*Exercise brief*.
When you reach the records below, output each one exactly.

(Stored data entries)

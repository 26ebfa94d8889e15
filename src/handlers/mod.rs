pub mod contact_handlers;
pub mod dashboard_handlers;
pub mod health_handlers;
pub mod tracking_handlers;
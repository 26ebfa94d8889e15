use serde::Serialize;

#[derive(Serialize, Debug, PartialEq)]
#[serde(rename_all = "camelCase")]
pub struct DashboardResponse {
    pub total_contacts: u64,
    pub total_sent: u64,
}
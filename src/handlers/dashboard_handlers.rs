use actix_web::{HttpResponse, web};
use futures_util::future::try_join;
use log::error;

use crate::config::SentCriterion;
use crate::models::contact_filter::{ContactField, ContactFilter, FilterValue};
use crate::state::app_state::AppState;
use crate::structs::dashboard::DashboardResponse;

fn sent_filter(criterion: SentCriterion) -> ContactFilter {
    match criterion {
        SentCriterion::MailingStage => {
            ContactFilter::eq(ContactField::MailingStage, FilterValue::Number(1))
        }
        SentCriterion::EmailSent => ContactFilter::eq(ContactField::EmailSent, FilterValue::Flag(true)),
    }
}

/// Total and sent contact counts, both or neither.
pub async fn get_dashboard(app_state: web::Data<AppState>) -> HttpResponse {
    let store = &app_state.store;
    let sent = [sent_filter(app_state.sent_criterion)];

    match try_join(store.count_contacts(&[]), store.count_contacts(&sent)).await {
        Ok((total_contacts, total_sent)) => HttpResponse::Ok().json(DashboardResponse {
            total_contacts,
            total_sent,
        }),
        Err(e) => {
            error!("Failed to fetch dashboard: {}", e);
            HttpResponse::InternalServerError().json(serde_json::json!({
                "error": "Internal Server Error"
            }))
        }
    }
}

*Exercise output*.
repository 26ebfa94d8889e15
filename src/handlers/mod.rs
pub mod contact_handlers;
pub mod dashboard_handlers;
pub mod health_handlers;
pub mod tracking_handlers;
repository 26ebfa94d8889e15
use serde::Serialize;

#[derive(Serialize, Debug, PartialEq)]
#[serde(rename_all = "camelCase")]
pub struct DashboardResponse {
    pub total_contacts: u64,
    pub total_sent: u64,
}
filename src/handlers/dashboard_handlers.rs
use actix_web::{HttpResponse, web};
use futures_util::future::try_join;
use log::error;

use crate::config::SentCriterion;
use crate::models::contact_filter::{ContactField, ContactFilter, FilterValue};
use crate::state::app_state::AppState;
use crate::structs::dashboard::DashboardResponse;

fn sent_filter(criterion: SentCriterion) -> ContactFilter {
    match criterion {
        SentCriterion::MailingStage => {
            ContactFilter::eq(ContactField::MailingStage, FilterValue::Number(1))
        }
        SentCriterion::EmailSent => ContactFilter::eq(ContactField::EmailSent, FilterValue::Flag(true)),
    }
}

/// Total and sent contact counts, both or neither.
pub async fn get_dashboard(app_state: web::Data<AppState>) -> HttpResponse {
    let store = &app_state.store;
    let sent = [sent_filter(app_state.sent_criterion)];

    match try_join(store.count_contacts(&[]), store.count_contacts(&sent)).await {
        Ok((total_contacts, total_sent)) => HttpResponse::Ok().json(DashboardResponse {
            total_contacts,
            total_sent,
        }),
        Err(e) => {
            error!("Failed to fetch dashboard: {}", e);
            HttpResponse::InternalServerError().json(serde_json::json!({
                "error": "Internal Server Error"
            }))
        }
    }
}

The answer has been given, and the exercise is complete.